Tengion, Inc.
- Company type: Public
- Traded as: Expert Market: TNGNQ
- Industry: Biotechnology
- Founded: 2003
- Headquarters: Winston-Salem, North Carolina, United States
- Key people: David I. Scheer (Chairman) John L. Miclot (Chief Executive Officer)
- Number of employees: 25
- Website: www.tengion.com ^{[dead link]}

= Tengion =

US healthcare company

Tengion, Inc. is an US development-stage regenerative medicine company founded in 2003 with financing from J&J Development Corporation, HealthCap and Oak Investment Partners, which is headquartered in Winston-Salem, North Carolina. Its goals are discovering, developing, manufacturing and commercializing a range of replacement organs and tissues, or neo-organs and neo-tissues, to address unmet medical needs in urologic, renal, gastrointestinal, and vascular diseases and disorders. The company creates these human neo-organs from a patient’s own cells or autologous cells, in conjunction with its Organ Regeneration Platform.

Tengion declared Chapter 7 bankruptcy in December 2014, and liquidated its assets. In March 2015 its assets, including tissue engineering samples, were bought back by its creditors and former executives in March 2015. The purchase was expedited. The new owners then formed Winston-Salem based RegenMedTX.

==History==
Founded in 2003 and formerly headquartered in East Norriton Township, Pennsylvania before moving to Winston-Salem, North Carolina in 2012, Tengion went public in 2010, after its stock has been approved for listing on the NASDAQ, through a $26 million IPO to help advance its research and development activities. Some of the groundbreaking regenerative medicine technologies of Dr.
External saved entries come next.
//! Use-case layer for the agro backend.
//!
//! One service per resource orchestrates repository calls, business-event
//! logging and metrics. Services are storage-agnostic: they work over any
//! [`storage::Repositories`] provider and propagate storage errors
//! unmodified. The most involved operation is the producer cascading
//! delete in [`producer`]; the dashboard aggregation lives in
//! [`dashboard`].

pub mod dashboard;
pub mod error;
pub mod farm;
pub mod planted_crop;
pub mod producer;

pub use dashboard::{
    ChartData, ChartSlice, ChartValue, DashboardData, DashboardService, calculate_percentages,
};
pub use error::ApplicationError;
pub use farm::FarmService;
pub use planted_crop::PlantedCropService;
pub use producer::{DeleteOutcome, DeletionStats, ProducerService};

/// Result type for use-case operations.
pub type Result<T> = std::result::Result<T, ApplicationError>;
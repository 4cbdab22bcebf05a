//! Use-case error types.

use domain::DomainError;
use storage::StorageError;
use thiserror::Error;

/// Errors that can occur during use-case execution.
#[derive(Debug, Error)]
pub enum ApplicationError {
    /// The requested resource does not exist.
    #[error("{0}")]
    NotFound(String),

    /// A domain validation rule was violated.
    #[error(transparent)]
    Validation(#[from] DomainError),

    /// The producer row could not be deleted after its farms and crops
    /// were already removed. The cascade is not transactional, so the
    /// dependent deletions are not rolled back.
    #[error("Failed to delete producer after cascade deletion")]
    CascadeIncomplete,

    /// A storage error, propagated unmodified.
    #[error(transparent)]
    Storage(#[from] StorageError),
}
Anthony Atala, director of the Wake Forest Institute for Regenerative Medicine, were the core from where those research and development activities developed.
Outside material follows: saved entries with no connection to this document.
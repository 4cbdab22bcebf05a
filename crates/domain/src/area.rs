//! Cross-field validation of farm area figures.

use crate::error::DomainError;

/// Validates the farm area constraint over the whole candidate field set.
///
/// When no positive total area is given the constraint is vacuously
/// satisfied. Otherwise both partial areas must be non-negative and their
/// sum must not exceed the total.
pub fn validate_areas(
    total_area: Option<f64>,
    agricultural_area: Option<f64>,
    vegetation_area: Option<f64>,
) -> Result<(), DomainError> {
    let total = total_area.unwrap_or(0.0);
    let agricultural = agricultural_area.unwrap_or(0.0);
    let vegetation = vegetation_area.unwrap_or(0.0);

    if total <= 0.0 {
        return Ok(());
    }

    if agricultural < 0.0 || vegetation < 0.0 {
        return Err(DomainError::NegativeArea);
    }

    let sum = agricultural + vegetation;
    if sum > total {
        return Err(DomainError::AreaSumExceedsTotal { sum, total });
    }

    Ok(())
}

#[cfg(test)]
mod tests {
    use super::*;

    #[test]
    fn missing_or_zero_total_is_vacuously_valid() {
        assert!(validate_areas(None, Some(100.0), Some(100.0)).is_ok());
        assert!(validate_areas(Some(0.0), Some(100.0), Some(100.0)).is_ok());
        assert!(validate_areas(Some(-5.0), Some(100.0), Some(100.0)).is_ok());
    }

    #[test]
    fn sum_below_total_is_valid() {
        assert!(validate_areas(Some(1000.0), Some(600.0), Some(300.0)).is_ok());
        assert!(validate_areas(Some(1000.0), None, None).is_ok());
    }

    #[test]
    fn sum_equal_to_total_is_valid() {
        assert!(validate_areas(Some(1000.0), Some(600.0), Some(400.0)).is_ok());
    }

    #[test]
    fn sum_above_total_is_rejected() {
        let err = validate_areas(Some(1000.0), Some(700.0), Some(400.0)).unwrap_err();
        assert_eq!(
            err,
            DomainError::AreaSumExceedsTotal {
                sum: 1100.0,
                total: 1000.0
            }
        );
        assert!(err.to_string().contains("1100"));
        assert!(err.to_string().contains("1000"));
    }

    #[test]
    fn negative_areas_are_rejected() {
        assert_eq!(
            validate_areas(Some(1000.0), Some(-1.0), Some(0.0)),
            Err(DomainError::NegativeArea)
        );
        assert_eq!(
            validate_areas(Some(1000.0), Some(0.0), Some(-1.0)),
            Err(DomainError::NegativeArea)
        );
    }
}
On September 4, 2012, Tengion received a notice from NASDAQ stating that the company had not regained compliance with NASDAQ Listing Rule 5550(b)(1) and that its common stock would cease trading on the NASDAQ Capital Market effective on September 6, 2012, and would begin trading on the OTCQB tier of the OTC Marketplace. The company was bought by former executives and creditors after declaring bankruptcy in 2014.

==Products==
All current Tengion's regenerative medicine product candidates are investigational and will not be commercially available until the completion of clinical trials and the review and approval of associated marketing applications by the Food and Drug Administration.
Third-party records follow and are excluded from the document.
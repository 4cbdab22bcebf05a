//! HTTP API server with observability for the rural producer backend.
//!
//! Provides REST endpoints for producers, farms and planted crops plus the
//! dashboard aggregation, with structured logging (tracing) and Prometheus
//! metrics. Handlers are generic over the [`storage::Repositories`]
//! provider, so the same router serves PostgreSQL in production and the
//! in-memory backend in tests.

pub mod config;
pub mod error;
pub mod routes;

use std::sync::Arc;

use application::{DashboardService, FarmService, PlantedCropService, ProducerService};
use axum::Router;
use axum::routing::get;
use metrics_exporter_prometheus::PrometheusHandle;
use storage::Repositories;
use tower_http::cors::{Any, CorsLayer};
use tower_http::trace::TraceLayer;

/// Shared application state accessible from all handlers.
pub struct AppState<R: Repositories> {
    pub producers: ProducerService<R>,
    pub farms: FarmService<R>,
    pub planted_crops: PlantedCropService<R>,
    pub dashboard: DashboardService<R>,
}

/// Builds the application state on top of a repository provider.
pub fn create_state<R: Repositories>(repos: R) -> Arc<AppState<R>> {
    Arc::new(AppState {
        producers: ProducerService::new(repos.clone()),
        farms: FarmService::new(repos.clone()),
        planted_crops: PlantedCropService::new(repos.clone()),
        dashboard: DashboardService::new(repos),
    })
}

/// Creates the Axum application router with all routes and shared state.
pub fn create_app<R: Repositories>(
    state: Arc<AppState<R>>,
    metrics_handle: PrometheusHandle,
) -> Router {
    let metrics_router = Router::new()
        .route("/metrics", get(routes::metrics::get))
        .with_state(metrics_handle);

    Router::new()
        .route("/health", get(routes::health::check))
        .route(
            "/producers",
            get(routes::producers::list::<R>).post(routes::producers::create::<R>),
        )
        .route(
            "/producers/{id}",
            get(routes::producers::get::<R>)
                .patch(routes::producers::update::<R>)
                .delete(routes::producers::delete::<R>),
        )
        .route(
            "/farms",
            get(routes::farms::list::<R>).post(routes::farms::create::<R>),
        )
        .route(
            "/farms/{id}",
            get(routes::farms::get::<R>)
                .patch(routes::farms::update::<R>)
                .delete(routes::farms::delete::<R>),
        )
        .route(
            "/planted-crops",
            get(routes::planted_crops::list::<R>).post(routes::planted_crops::create::<R>),
        )
        .route(
            "/planted-crops/{id}",
            get(routes::planted_crops::get::<R>)
                .patch(routes::planted_crops::update::<R>)
                .delete(routes::planted_crops::delete::<R>),
        )
        .route("/dashboard", get(routes::dashboard::summary::<R>))
        .route("/dashboard/states", get(routes::dashboard::states::<R>))
        .route("/dashboard/crops", get(routes::dashboard::crops::<R>))
        .route("/dashboard/top-farms", get(routes::dashboard::top_farms::<R>))
        .with_state(state)
        .merge(metrics_router)
        .layer(axum::middleware::from_fn(error::error_envelope))
        .layer(
            CorsLayer::new()
                .allow_origin(Any)
                .allow_methods(Any)
                .allow_headers(Any),
        )
        .layer(TraceLayer::new_for_http())
}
===Product candidates in clinical development===
Its most advanced candidate is the Neo-Urinary Conduit. A Phase I clinical trial of the Tengion Neo-Urinary Conduit was completed in some health care institutions, in patients with bladder cancer who require a total cystectomy. The trial ended in December 2014, however information on the results has not yet been made publicly available.